Certains tout-petits s'automutilent simplement parce que c'est quelque chose qu'ils peuvent contrôler dans un monde qui est presque complètement hors de leur contrôle. La meilleure façon de découvrir si c'est le cas est d'augmenter les possibilités pour votre enfant de contrôler les choses et de voir si l'automutilation diminue. Voici quelques façons de procéder:

  • Encourager l'enfant à faire des choix simples dans le cadre de vos activités quotidiennes, comme choisir chaque jour ses propres vêtements parmi deux choix que vous avez proposés
  • S'assurer que vous et tous les membres de votre famille êtes très cohérents dans la façon dont vous réagissez au comportement de votre tout-petit - s'il sait que le comportement X entraîne toujours un temps mort immédiat et que le comportement Y reçoit des éloges cohérents, il a l'impression de savoir comment son monde fonctionne, mais si X est toléré sans réaction jusqu'à ce que vous soyez vraiment ennuyé et que vous explosiez, il n'a aucune idée de ce qui s'est passé et a l'impression que c'était juste aléatoire, ce qui est très effrayant.
  • Assurez-vous de fournir à votre tout-petit une routine stable, afin qu'il puisse prédire ce qui se passera ensuite, ou comment les événements courants (une coupe de cheveux, le nettoyage de sa chambre, l'heure des repas, etc.) fonctionneront.

Certains bambins s'automutilent parce qu'ils ne savent pas comment gérer les sentiments de frustration ou de colère. Aider votre enfant à communiquer plus efficacement (absolument enseigner et la langue des signes d'utilisation si la communication verbale est difficile pour lui!), Et l'aider à apprendre ce qui est approprié à faire pour évacuer ces sentiments aidera à arrêter l'automutilation si tel est le cas.
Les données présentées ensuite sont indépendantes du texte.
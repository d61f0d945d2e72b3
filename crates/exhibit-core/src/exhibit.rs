use std::collections::{BTreeMap, BTreeSet};
use std::fmt;
use std::sync::Arc;

use crate::descriptor::ObsDescriptor;
use crate::error::{ExhibitError, ExhibitResult};
use crate::frame::{FrameRef, SimpleFrame};
use crate::obs::Obs;
use crate::types::FieldType;
use crate::vector::Vector;

/// Schema of an [`Exhibit`]: attribute fields, frame schemas by name, vector types by name.
#[derive(Clone, Debug, Default, PartialEq, Eq)]
pub struct ExhibitDescriptor {
    attributes: ObsDescriptor,
    frames: BTreeMap<String, ObsDescriptor>,
    vectors: BTreeMap<String, FieldType>,
}

impl ExhibitDescriptor {
    pub fn new(
        attributes: ObsDescriptor,
        frames: BTreeMap<String, ObsDescriptor>,
        vectors: BTreeMap<String, FieldType>,
    ) -> Self {
        Self {
            attributes,
            frames,
            vectors,
        }
    }

    pub fn empty() -> Self {
        Self::default()
    }

    pub fn of_frame(name: impl Into<String>, descriptor: ObsDescriptor) -> Self {
        Self::empty().with_frame(name, descriptor)
    }

    pub fn of_vector(name: impl Into<String>, field_type: FieldType) -> Self {
        Self::empty().with_vector(name, field_type)
    }

    pub fn with_attributes(mut self, attributes: ObsDescriptor) -> Self {
        self.attributes = attributes;
        self
    }

    pub fn with_frame(mut self, name: impl Into<String>, descriptor: ObsDescriptor) -> Self {
        self.frames.insert(name.into(), descriptor);
        self
    }

    pub fn with_vector(mut self, name: impl Into<String>, field_type: FieldType) -> Self {
        self.vectors.insert(name.into(), field_type);
        self
    }

    pub fn attributes(&self) -> &ObsDescriptor {
        &self.attributes
    }

    pub fn frames(&self) -> &BTreeMap<String, ObsDescriptor> {
        &self.frames
    }

    pub fn vectors(&self) -> &BTreeMap<String, FieldType> {
        &self.vectors
    }

    pub fn frame(&self, name: &str) -> ExhibitResult<&ObsDescriptor> {
        self.frames
            .get(name)
            .ok_or_else(|| ExhibitError::UnknownFrame(name.to_string()))
    }

    /// Every attribute, frame, and vector name, merged into one set.
    pub fn name_set(&self) -> BTreeSet<String> {
        self.attributes
            .names()
            .map(str::to_string)
            .chain(self.frames.keys().cloned())
            .chain(self.vectors.keys().cloned())
            .collect()
    }
}

impl fmt::Display for ExhibitDescriptor {
    fn fmt(&self, f: &mut fmt::Formatter<'_>) -> fmt::Result {
        write!(f, "attributes: [{}]", self.attributes)?;
        for (name, descriptor) in &self.frames {
            write!(f, "; frame {name}: [{descriptor}]")?;
        }
        for (name, field_type) in &self.vectors {
            write!(f, "; vector {name}: {field_type}")?;
        }
        Ok(())
    }
}

/// The data of one logical entity: an attribute row plus named frames and vectors.
#[derive(Clone, Debug, Default)]
pub struct Exhibit {
    attributes: Obs,
    frames: BTreeMap<String, FrameRef>,
    vectors: BTreeMap<String, Arc<Vector>>,
}

impl Exhibit {
    pub fn new(attributes: Obs) -> Self {
        Self {
            attributes,
            ..Self::default()
        }
    }

    pub fn from_parts(
        attributes: Obs,
        frames: BTreeMap<String, FrameRef>,
        vectors: BTreeMap<String, Arc<Vector>>,
    ) -> Self {
        Self {
            attributes,
            frames,
            vectors,
        }
    }

    /// The canonical empty exhibit: no attributes, frames, or vectors.
    pub fn empty() -> Self {
        Self::default()
    }

    /// An exhibit holding a single frame and nothing else.
    pub fn of_frame(name: impl Into<String>, frame: FrameRef) -> Self {
        Self::empty().with_frame(name, frame)
    }

    pub fn with_frame(mut self, name: impl Into<String>, frame: FrameRef) -> Self {
        self.frames.insert(name.into(), frame);
        self
    }

    pub fn with_vector(mut self, name: impl Into<String>, vector: impl Into<Arc<Vector>>) -> Self {
        self.vectors.insert(name.into(), vector.into());
        self
    }

    /// An exhibit shaped like `descriptor` holding default values: one default row per frame
    /// and a one-element vector per vector.
    pub fn default_values(descriptor: &ExhibitDescriptor) -> Self {
        let frames = descriptor
            .frames()
            .iter()
            .map(|(name, fd)| {
                let row = Obs::defaults(fd.clone());
                let frame: FrameRef = Arc::new(SimpleFrame::from_parts(fd.clone(), vec![row]));
                (name.clone(), frame)
            })
            .collect();
        let vectors = descriptor
            .vectors()
            .iter()
            .map(|(name, ft)| {
                let vector = Vector::from_parts(*ft, vec![ft.default_value()]);
                (name.clone(), Arc::new(vector))
            })
            .collect();
        Self {
            attributes: Obs::defaults(descriptor.attributes().clone()),
            frames,
            vectors,
        }
    }

    pub fn attributes(&self) -> &Obs {
        &self.attributes
    }

    pub fn frames(&self) -> &BTreeMap<String, FrameRef> {
        &self.frames
    }

    pub fn vectors(&self) -> &BTreeMap<String, Arc<Vector>> {
        &self.vectors
    }

    pub fn frame(&self, name: &str) -> ExhibitResult<&FrameRef> {
        self.frames
            .get(name)
            .ok_or_else(|| ExhibitError::UnknownFrame(name.to_string()))
    }

    pub fn vector(&self, name: &str) -> ExhibitResult<&Arc<Vector>> {
        self.vectors
            .get(name)
            .ok_or_else(|| ExhibitError::UnknownVector(name.to_string()))
    }

    pub fn descriptor(&self) -> ExhibitDescriptor {
        ExhibitDescriptor {
            attributes: self.attributes.descriptor().clone(),
            frames: self
                .frames
                .iter()
                .map(|(name, frame)| (name.clone(), frame.descriptor().clone()))
                .collect(),
            vectors: self
                .vectors
                .iter()
                .map(|(name, vector)| (name.clone(), vector.field_type()))
                .collect(),
        }
    }
}

/// An exhibit that can gain frames and vectors after construction.
///
/// Additions shadow base entries of the same name. The base exhibit itself is never touched;
/// frames and vectors are shared, not copied.
#[derive(Clone, Debug)]
pub struct UpdatableExhibit {
    inner: Exhibit,
}

impl UpdatableExhibit {
    pub fn new(base: &Exhibit) -> Self {
        Self {
            inner: base.clone(),
        }
    }

    pub fn add_frame(&mut self, name: impl Into<String>, frame: FrameRef) -> &mut Self {
        self.inner.frames.insert(name.into(), frame);
        self
    }

    pub fn add_vector(&mut self, name: impl Into<String>, vector: impl Into<Arc<Vector>>) -> &mut Self {
        self.inner.vectors.insert(name.into(), vector.into());
        self
    }

    pub fn descriptor(&self) -> ExhibitDescriptor {
        self.inner.descriptor()
    }

    pub fn exhibit(&self) -> Exhibit {
        self.inner.clone()
    }

    pub fn into_exhibit(self) -> Exhibit {
        self.inner
    }
}
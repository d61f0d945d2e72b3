//! Exhibit stores: lookup of exhibits by entity name and id.

use std::collections::{BTreeMap, BTreeSet, HashMap};
use std::fmt;
use std::sync::Arc;

use serde::{Deserialize, Serialize};

use crate::error::{ExhibitError, ExhibitResult};
use crate::exhibit::Exhibit;
use crate::frame::Frame;

/// Identifies one exhibit: the entity it describes and that entity's id.
#[derive(Clone, Debug, PartialEq, Eq, Hash, PartialOrd, Ord, Serialize, Deserialize)]
pub struct ExhibitId {
    pub entity: String,
    pub id: String,
}

impl ExhibitId {
    pub fn new(entity: impl Into<String>, id: impl Into<String>) -> Self {
        Self {
            entity: entity.into(),
            id: id.into(),
        }
    }

    /// Build an id from any displayable value, e.g. a [`crate::Value`] read from a frame.
    pub fn create(entity: impl Into<String>, id: impl fmt::Display) -> Self {
        Self::new(entity, id.to_string())
    }
}

impl fmt::Display for ExhibitId {
    fn fmt(&self, f: &mut fmt::Formatter<'_>) -> fmt::Result {
        write!(f, "{}: {}", self.entity, self.id)
    }
}

/// A source of exhibits keyed by [`ExhibitId`].
pub trait ExhibitStore: Send + Sync {
    fn is_connected(&self) -> bool;

    /// Names of the entities this store can answer for.
    fn entities(&self) -> BTreeSet<String>;

    /// `Ok(None)` means the entity is served here but has no exhibit with this id.
    fn find(&self, id: &ExhibitId) -> ExhibitResult<Option<Exhibit>>;
}

/// In-memory store for a single entity.
#[derive(Clone, Debug)]
pub struct SimpleExhibitStore {
    entity: String,
    exhibits: HashMap<String, Exhibit>,
}

impl SimpleExhibitStore {
    pub fn new(entity: impl Into<String>, exhibits: HashMap<String, Exhibit>) -> Self {
        Self {
            entity: entity.into(),
            exhibits,
        }
    }
}

impl ExhibitStore for SimpleExhibitStore {
    fn is_connected(&self) -> bool {
        true
    }

    fn entities(&self) -> BTreeSet<String> {
        BTreeSet::from([self.entity.clone()])
    }

    fn find(&self, id: &ExhibitId) -> ExhibitResult<Option<Exhibit>> {
        if id.entity != self.entity {
            return Ok(None);
        }
        Ok(self.exhibits.get(&id.id).cloned())
    }
}

/// Routes lookups to one of several stores by entity name.
///
/// When two stores claim the same entity, the one registered later wins. Connectivity is checked
/// against every registered store, including those left without an entity to serve.
#[derive(Clone, Default)]
pub struct MultiExhibitStore {
    children: Vec<Arc<dyn ExhibitStore>>,
    stores: BTreeMap<String, Arc<dyn ExhibitStore>>,
}

impl MultiExhibitStore {
    pub fn create(stores: Vec<Arc<dyn ExhibitStore>>) -> Self {
        let mut routes: BTreeMap<String, Arc<dyn ExhibitStore>> = BTreeMap::new();
        for store in &stores {
            for entity in store.entities() {
                if routes.insert(entity.clone(), Arc::clone(store)).is_some() {
                    log::warn!("entity {entity} claimed by more than one store; using the last one");
                }
            }
        }
        Self {
            children: stores,
            stores: routes,
        }
    }
}

impl fmt::Debug for MultiExhibitStore {
    fn fmt(&self, f: &mut fmt::Formatter<'_>) -> fmt::Result {
        f.debug_struct("MultiExhibitStore")
            .field("children", &self.children.len())
            .field("entities", &self.stores.keys().collect::<Vec<_>>())
            .finish()
    }
}

impl ExhibitStore for MultiExhibitStore {
    fn is_connected(&self) -> bool {
        self.children.iter().all(|store| store.is_connected())
    }

    fn entities(&self) -> BTreeSet<String> {
        self.stores.keys().cloned().collect()
    }

    fn find(&self, id: &ExhibitId) -> ExhibitResult<Option<Exhibit>> {
        let store = self
            .stores
            .get(&id.entity)
            .ok_or_else(|| ExhibitError::UnknownEntity(id.entity.clone()))?;
        store.find(id)
    }
}

/// Collects the ids of neighboring exhibits referenced by a frame's columns.
#[derive(Clone, Debug, Default)]
pub struct NeighborLookup {
    column_to_entity: BTreeMap<String, String>,
}

impl NeighborLookup {
    pub fn new(column_to_entity: BTreeMap<String, String>) -> Self {
        Self { column_to_entity }
    }

    /// Map the values of `column` to ids of `entity`.
    pub fn with_column(mut self, column: impl Into<String>, entity: impl Into<String>) -> Self {
        self.column_to_entity.insert(column.into(), entity.into());
        self
    }

    /// Every id referenced by the mapped columns of `frame`. Null cells reference nothing.
    pub fn lookup_ids(&self, frame: &dyn Frame) -> ExhibitResult<BTreeSet<ExhibitId>> {
        let mut ids = BTreeSet::new();
        for (column, entity) in &self.column_to_entity {
            let column = frame.column(column)?;
            ids.extend(
                column
                    .iter()
                    .filter(|value| !value.is_null())
                    .map(|value| ExhibitId::create(entity.as_str(), value)),
            );
        }
        Ok(ids)
    }
}
//! Reshaping long frames into wide rows.
//!
//! Every combination of key levels (the cross product of the declared key domains, first key
//! outermost) gets one group of output columns, one per value field. The column for value field
//! `f` under levels `l1, l2, ...` is named `f_l1_l2...`. Source rows are matched to a combination
//! by comparing the display form of their key values to the level labels, so a null key value
//! matches the label `null`.

use std::collections::HashMap;
use std::sync::Arc;

use serde::{Deserialize, Serialize};

use crate::descriptor::{Field, ObsDescriptor};
use crate::error::{ExhibitError, ExhibitResult};
use crate::exhibit::{Exhibit, ExhibitDescriptor, UpdatableExhibit};
use crate::frame::{Frame, FrameRef, SimpleFrame};
use crate::obs::Obs;
use crate::stage::{Calculator, Functor, StageState};
use crate::types::Value;

/// A pivot key: a source field and the labels it may take, in output order.
#[derive(Clone, Debug, PartialEq, Eq, Serialize, Deserialize)]
pub struct PivotKey {
    pub name: String,
    pub levels: Vec<String>,
}

impl PivotKey {
    pub fn new<S, I>(name: impl Into<String>, levels: I) -> Self
    where
        S: Into<String>,
        I: IntoIterator<Item = S>,
    {
        Self {
            name: name.into(),
            levels: levels.into_iter().map(Into::into).collect(),
        }
    }
}

/// Every combination of levels, first key outermost.
fn cross_product(keys: &[PivotKey]) -> Vec<Vec<String>> {
    keys.iter().fold(vec![Vec::new()], |prefixes, key| {
        prefixes
            .iter()
            .flat_map(|prefix| {
                key.levels.iter().map(move |level| {
                    let mut combination = prefix.clone();
                    combination.push(level.clone());
                    combination
                })
            })
            .collect()
    })
}

fn column_name(field: &str, labels: &[String]) -> String {
    let mut name = field.to_string();
    for label in labels {
        name.push('_');
        name.push_str(label);
    }
    name
}

/// How source positions map onto the pivoted row.
#[derive(Clone, Debug)]
struct PivotLayout {
    source: ObsDescriptor,
    output: ObsDescriptor,
    pass_through: Vec<usize>,
    keys: Vec<usize>,
    values: Vec<usize>,
    combinations: HashMap<Vec<String>, usize>,
}

impl PivotLayout {
    fn new(source: &ObsDescriptor, pass_through: &[String], keys: &[PivotKey]) -> ExhibitResult<Self> {
        let position = |name: &str| {
            source
                .index_of(name)
                .ok_or_else(|| ExhibitError::UnknownField(name.to_string()))
        };
        let pass_positions = pass_through
            .iter()
            .map(|name| position(name.as_str()))
            .collect::<ExhibitResult<Vec<_>>>()?;
        let key_positions = keys
            .iter()
            .map(|key| position(key.name.as_str()))
            .collect::<ExhibitResult<Vec<_>>>()?;
        let values: Vec<usize> = (0..source.size())
            .filter(|idx| !pass_positions.contains(idx) && !key_positions.contains(idx))
            .collect();

        let combos = cross_product(keys);
        let mut fields: Vec<Field> = pass_positions
            .iter()
            .map(|&idx| source.fields()[idx].clone())
            .collect();
        for labels in &combos {
            for &idx in &values {
                let field = &source.fields()[idx];
                fields.push(Field::new(column_name(&field.name, labels), field.field_type));
            }
        }
        let output = ObsDescriptor::new(fields)?;
        let combinations = combos
            .into_iter()
            .enumerate()
            .map(|(idx, labels)| (labels, idx))
            .collect();
        Ok(Self {
            source: source.clone(),
            output,
            pass_through: pass_positions,
            keys: key_positions,
            values,
            combinations,
        })
    }

    fn check_source(&self, frame: &dyn Frame) -> ExhibitResult<()> {
        if frame.descriptor() != &self.source {
            return Err(ExhibitError::DescriptorMismatch {
                expected: self.source.to_string(),
                actual: frame.descriptor().to_string(),
            });
        }
        Ok(())
    }

    fn check_row(&self, row: &Obs) -> ExhibitResult<()> {
        if row.descriptor() != &self.source {
            return Err(ExhibitError::DescriptorMismatch {
                expected: self.source.to_string(),
                actual: row.descriptor().to_string(),
            });
        }
        Ok(())
    }

    /// Collapse `rows` into one output row.
    ///
    /// A combination matched by no row keeps nulls; one matched by several rows is an error.
    fn collapse(&self, rows: &[Obs]) -> ExhibitResult<Obs> {
        for row in rows {
            self.check_row(row)?;
        }
        let mut out = vec![Value::Null; self.output.size()];
        if let Some(first) = rows.first() {
            for (slot, &idx) in self.pass_through.iter().enumerate() {
                out[slot] = first.values()[idx].clone();
            }
        }

        let mut matched: HashMap<usize, Vec<&Obs>> = HashMap::new();
        for row in rows {
            let labels: Vec<String> = self
                .keys
                .iter()
                .map(|&idx| row.values()[idx].to_string())
                .collect();
            if let Some(&combo) = self.combinations.get(&labels) {
                matched.entry(combo).or_default().push(row);
            }
        }

        let width = self.values.len();
        for (combo, hits) in matched {
            if hits.len() > 1 {
                let labels: Vec<String> = self
                    .keys
                    .iter()
                    .map(|&idx| hits[0].values()[idx].to_string())
                    .collect();
                return Err(ExhibitError::AmbiguousPivotMatch {
                    combination: labels.join("_"),
                    matches: hits.len(),
                });
            }
            let base = self.pass_through.len() + combo * width;
            for (offset, &idx) in self.values.iter().enumerate() {
                out[base + offset] = hits[0].values()[idx].clone();
            }
        }
        Ok(Obs::from_parts(self.output.clone(), out))
    }
}

/// Pivots the frame produced by an upstream calculator into a single wide row.
pub struct PivotCalculator {
    base: Box<dyn Calculator>,
    pass_through: Vec<String>,
    keys: Vec<PivotKey>,
    state: StageState<PivotLayout>,
}

impl PivotCalculator {
    pub fn new(base: Box<dyn Calculator>, pass_through: Vec<String>, keys: Vec<PivotKey>) -> Self {
        Self {
            base,
            pass_through,
            keys,
            state: StageState::default(),
        }
    }

    /// Pivot on a single key with no pass-through fields.
    pub fn single_key(base: Box<dyn Calculator>, key: PivotKey) -> Self {
        Self::new(base, Vec::new(), vec![key])
    }
}

impl Calculator for PivotCalculator {
    fn initialize(&mut self, descriptor: &ExhibitDescriptor) -> ExhibitResult<ObsDescriptor> {
        let source = self.base.initialize(descriptor)?;
        let layout = PivotLayout::new(&source, &self.pass_through, &self.keys)?;
        log::debug!("pivot resolved [{}]", layout.output);
        Ok(self.state.set("pivot", layout)?.output.clone())
    }

    fn apply(&mut self, exhibit: &Exhibit) -> ExhibitResult<FrameRef> {
        self.state.resolved("pivot")?;
        let frame = self.base.apply(exhibit)?;
        let layout = self.state.resolved("pivot")?;
        layout.check_source(frame.as_ref())?;
        let rows = frame.rows();
        log::trace!("pivot collapsing {} rows", rows.len());
        let row = layout.collapse(&rows)?;
        Ok(Arc::new(SimpleFrame::from_parts(layout.output.clone(), vec![row])))
    }

    fn cleanup(&mut self) {
        if self.state.clean_up() {
            self.base.cleanup();
        }
    }
}

/// Pivots one named frame of an upstream functor's output, one row per distinct `by` tuple.
///
/// Groups appear in the order their first row appears. The pivoted frame replaces the source
/// frame under the same name; everything else in the upstream exhibit is passed along.
pub struct PivotFunctor {
    frame: String,
    base: Box<dyn Functor>,
    by: Vec<String>,
    keys: Vec<PivotKey>,
    state: StageState<PivotLayout>,
}

impl PivotFunctor {
    pub fn new(
        frame: impl Into<String>,
        base: Box<dyn Functor>,
        by: Vec<String>,
        keys: Vec<PivotKey>,
    ) -> Self {
        Self {
            frame: frame.into(),
            base,
            by,
            keys,
            state: StageState::default(),
        }
    }
}

impl Functor for PivotFunctor {
    fn initialize(&mut self, descriptor: &ExhibitDescriptor) -> ExhibitResult<ExhibitDescriptor> {
        let upstream = self.base.initialize(descriptor)?;
        let layout = PivotLayout::new(upstream.frame(&self.frame)?, &self.by, &self.keys)?;
        let resolved = upstream.with_frame(self.frame.clone(), layout.output.clone());
        log::debug!("pivot of frame {} resolved {resolved}", self.frame);
        self.state.set("pivot", layout)?;
        Ok(resolved)
    }

    fn apply(&mut self, exhibit: &Exhibit) -> ExhibitResult<Exhibit> {
        self.state.resolved("pivot")?;
        let upstream = self.base.apply(exhibit)?;
        let layout = self.state.resolved("pivot")?;
        let source = upstream.frame(&self.frame)?;
        layout.check_source(source.as_ref())?;

        let mut groups: Vec<Vec<Obs>> = Vec::new();
        let mut index: HashMap<Vec<Value>, usize> = HashMap::new();
        for row in source.iter() {
            layout.check_row(&row)?;
            let id: Vec<Value> = layout
                .pass_through
                .iter()
                .map(|&idx| row.values()[idx].clone())
                .collect();
            let slot = *index.entry(id).or_insert_with(|| {
                groups.push(Vec::new());
                groups.len() - 1
            });
            groups[slot].push(row);
        }
        log::trace!("pivot of frame {} produced {} groups", self.frame, groups.len());

        let rows = groups
            .iter()
            .map(|group| layout.collapse(group))
            .collect::<ExhibitResult<Vec<_>>>()?;
        let pivoted: FrameRef = Arc::new(SimpleFrame::from_parts(layout.output.clone(), rows));
        let mut out = UpdatableExhibit::new(&upstream);
        out.add_frame(self.frame.clone(), pivoted);
        Ok(out.into_exhibit())
    }

    fn cleanup(&mut self) {
        if self.state.clean_up() {
            self.base.cleanup();
        }
    }
}
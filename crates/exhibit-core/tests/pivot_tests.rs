mod common;

use std::sync::Arc;

use common::long_frame;
use exhibit_core::{
    Calculator, Exhibit, ExhibitError, FieldType, Functor, IdentityFunctor,
    LookupCalculator, ObsDescriptor, PivotCalculator, PivotFunctor, PivotKey, SimpleFrame,
    UpdatableFrame, Value,
};
use pretty_assertions::assert_eq;

#[test]
fn one_key_two_rows_yield_one_row() {
    let exhibit = long_frame("t", &[("p", "v1", 1.5), ("p", "v2", 2.5)]);
    let mut pivot = PivotCalculator::new(
        Box::new(LookupCalculator::new("t")),
        vec!["id".to_string()],
        vec![PivotKey::new("key", ["v1", "v2"])],
    );
    pivot.initialize(&exhibit.descriptor()).unwrap();

    let out = pivot.apply(&exhibit).unwrap();
    assert_eq!(out.size(), 1);
    let row = out.get(0).unwrap();
    assert_eq!(row.get_by_name("score_v1").unwrap(), &Value::from(1.5));
    assert_eq!(row.get_by_name("score_v2").unwrap(), &Value::from(2.5));
}

fn two_key_exhibit() -> Exhibit {
    let desc = ObsDescriptor::builder()
        .string_field("sex")
        .string_field("arm")
        .long_field("n")
        .double_field("mean")
        .build()
        .unwrap();
    let rows = [("f", "a", 10, 1.0), ("f", "b", 11, 2.0), ("m", "a", 12, 3.0)]
        .iter()
        .map(|(sex, arm, n, mean)| {
            vec![
                Value::from(*sex),
                Value::from(*arm),
                Value::from(*n as i64),
                Value::from(*mean),
            ]
        })
        .collect();
    Exhibit::of_frame(
        "stats",
        Arc::new(SimpleFrame::from_values(desc, rows).unwrap()),
    )
}

#[test]
fn two_keys_give_one_column_group_per_combination() {
    let exhibit = two_key_exhibit();
    let mut pivot = PivotCalculator::new(
        Box::new(LookupCalculator::new("stats")),
        Vec::new(),
        vec![PivotKey::new("sex", ["f", "m"]), PivotKey::new("arm", ["a", "b"])],
    );
    let desc = pivot.initialize(&exhibit.descriptor()).unwrap();
    assert_eq!(
        desc.names().collect::<Vec<_>>(),
        vec![
            "n_f_a", "mean_f_a", "n_f_b", "mean_f_b", "n_m_a", "mean_m_a", "n_m_b", "mean_m_b",
        ]
    );
    assert_eq!(desc.get(1).unwrap().field_type, FieldType::Double);

    let out = pivot.apply(&exhibit).unwrap();
    assert_eq!(
        out.get(0).unwrap().to_string(),
        "[10,1,11,2,12,3,null,null]"
    );
}

#[test]
fn colliding_column_names_are_rejected() {
    let desc = ObsDescriptor::builder()
        .string_field("k")
        .int_field("v")
        .int_field("v_a")
        .build()
        .unwrap();
    let exhibit = Exhibit::of_frame("t", Arc::new(SimpleFrame::empty(desc)));
    let mut pivot = PivotCalculator::new(
        Box::new(LookupCalculator::new("t")),
        vec!["v_a".to_string()],
        vec![PivotKey::new("k", ["a"])],
    );
    assert!(matches!(
        pivot.initialize(&exhibit.descriptor()),
        Err(ExhibitError::DuplicateField { name }) if name == "v_a"
    ));
}

#[test]
fn empty_source_yields_row_of_nulls() {
    let exhibit = long_frame("t", &[]);
    let mut pivot = PivotCalculator::new(
        Box::new(LookupCalculator::new("t")),
        vec!["id".to_string()],
        vec![PivotKey::new("key", ["v1"])],
    );
    pivot.initialize(&exhibit.descriptor()).unwrap();
    let out = pivot.apply(&exhibit).unwrap();
    assert_eq!(out.get(0).unwrap().to_string(), "[null,null]");
}

#[test]
fn initialized_pivot_follows_refreshed_frame() {
    let desc = ObsDescriptor::of(&[("key", FieldType::String), ("score", FieldType::Double)])
        .unwrap();
    let frame = Arc::new(UpdatableFrame::new(desc.clone()));
    let exhibit = Exhibit::of_frame("t", frame.clone());
    let mut pivot = PivotCalculator::single_key(
        Box::new(LookupCalculator::new("t")),
        PivotKey::new("key", ["v1"]),
    );
    pivot.initialize(&exhibit.descriptor()).unwrap();

    let batch = |score: f64| {
        exhibit_core::Obs::new(desc.clone(), vec![Value::from("v1"), Value::from(score)]).unwrap()
    };
    frame.update_values(vec![batch(1.0)]).unwrap();
    assert_eq!(pivot.apply(&exhibit).unwrap().get(0).unwrap().to_string(), "[1]");
    frame.update_values(vec![batch(2.0)]).unwrap();
    assert_eq!(pivot.apply(&exhibit).unwrap().get(0).unwrap().to_string(), "[2]");
}

#[test]
fn functor_replaces_frame_and_keeps_the_rest() {
    let mut exhibit = long_frame(
        "t",
        &[("p", "v1", 1.0), ("q", "v1", 3.0), ("p", "v2", 2.0)],
    );
    exhibit = exhibit.with_frame("other", Arc::new(SimpleFrame::empty(ObsDescriptor::empty())));
    let mut pivot = PivotFunctor::new(
        "t",
        Box::new(IdentityFunctor::new()),
        vec!["id".to_string()],
        vec![PivotKey::new("key", ["v1", "v2"])],
    );
    pivot.initialize(&exhibit.descriptor()).unwrap();
    let out = pivot.apply(&exhibit).unwrap();
    assert!(Arc::ptr_eq(
        out.frame("other").unwrap(),
        exhibit.frame("other").unwrap()
    ));
    let rows: Vec<String> = out
        .frame("t")
        .unwrap()
        .iter()
        .map(|obs| obs.to_string())
        .collect();
    assert_eq!(rows, vec!["[p,1,2]", "[q,3,null]"]);
}

#[test]
fn cleanup_is_terminal() {
    let exhibit = long_frame("t", &[("p", "v1", 1.0)]);
    let mut pivot = PivotCalculator::single_key(
        Box::new(LookupCalculator::new("t")),
        PivotKey::new("key", ["v1"]),
    );
    pivot.initialize(&exhibit.descriptor()).unwrap();
    pivot.cleanup();
    pivot.cleanup();
    assert!(matches!(
        pivot.apply(&exhibit),
        Err(ExhibitError::CleanedUp { stage: "pivot" })
    ));
}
Certains bambins s'automutilent parce qu'ils ont appris que les adultes ressentent des réactions très intenses.

Enfin, certains enfants en bas âge s'automutilent à la suite d'abus. La réponse est de faire sortir l'agresseur de la vie de l'enfant immédiatement et de façon permanente, et de comprendre qu'il lui faudra du temps pour s'adapter à son nouveau monde et éliminer progressivement l'automutilation.

Il peut y avoir d'autres raisons, mais ce sont toutes celles que j'ai traitées. Quelle que soit la cause, couper les ongles n'aide que très peu; un enfant avec des ongles même très courts peut souvent prélever du sang de toute façon, et sinon, il y a toujours des coups de tête, des cheveux déchirés, etc.

Pendant que vous travaillez à trouver la cause et à y remédier, essayez de retenir votre enfant lorsqu'il commence à se faire du mal. Faites-le calmement et ne réagissez pas énormément et n'essayez pas de raisonner avec l'enfant à ce sujet. Au moins d'après mon expérience, l'automutilation est un comportement qui se renforce - plus vous lui permettez de le faire, plus il voudra le faire.

En utilisant notre site, vous reconnaissez avoir lu et compris notre politique liée aux cookies et notre politique de confidentialité.
Licensed under cc by-sa 3.0 with attribution required.